INFORMATION SHOWN below:

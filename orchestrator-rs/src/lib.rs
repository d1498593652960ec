//! # Nova request pipeline
//!
//! Turns one line of natural-language input into either a conversational
//! reply or a gated, optionally confirmed, executed command whose output is
//! explained back to the operator.
//!
//! ```text
//! text -> classify -> validate -> Conversation -> reply
//!                              -> Command -> gate -> [confirm] -> execute -> summarize -> reply
//! ```
//!
//! Each request runs as its own task under a bounded worker pool. Every
//! request ends in exactly one terminal state, emits exactly one message to
//! the [`PresentationSink`] and exactly one record to the interaction sink.

mod confirmation;
mod error;
mod pipeline;
mod presentation;
mod state;
mod summarizer;

pub use confirmation::{
    ChannelConfirmationPrompt, ConfirmationBroker, ConfirmationOutcome, ConfirmationPrompt,
    ConfirmationRequest, PendingConfirmation,
};
pub use error::PipelineError;
pub use pipeline::{
    PipelineDeps, PipelineOrchestrator, PipelineReport, PipelineSettings, RequestHandle,
};
pub use presentation::{messages, MessageSource, PresentationSink};
pub use state::{AssistantMood, PipelineState};
pub use summarizer::Summarizer;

End of INFORMATION SHOWN.

TASK DIRECTIONS: Each record must be copied out exactly and in full.

RESULT OF THE TASK:
filename orchestrator-rs/src/lib.rs
repository d1498593652960ec
//! # Nova request pipeline
//!
//! Turns one line of natural-language input into either a conversational
//! reply or a gated, optionally confirmed, executed command whose output is
//! explained back to the operator.
//!
//! ```text
//! text -> classify -> validate -> Conversation -> reply
//!                              -> Command -> gate -> [confirm] -> execute -> summarize -> reply
//! ```
//!
//! Each request runs as its own task under a bounded worker pool. Every
//! request ends in exactly one terminal state, emits exactly one message to
//! the [`PresentationSink`] and exactly one record to the interaction sink.

mod confirmation;
mod error;
mod pipeline;
mod presentation;
mod state;
mod summarizer;

pub use confirmation::{
    ChannelConfirmationPrompt, ConfirmationBroker, ConfirmationOutcome, ConfirmationPrompt,
    ConfirmationRequest, PendingConfirmation,
};
pub use error::PipelineError;
pub use pipeline::{
    PipelineDeps, PipelineOrchestrator, PipelineReport, PipelineSettings, RequestHandle,
};
pub use presentation::{messages, MessageSource, PresentationSink};
pub use state::{AssistantMood, PipelineState};
pub use summarizer::Summarizer;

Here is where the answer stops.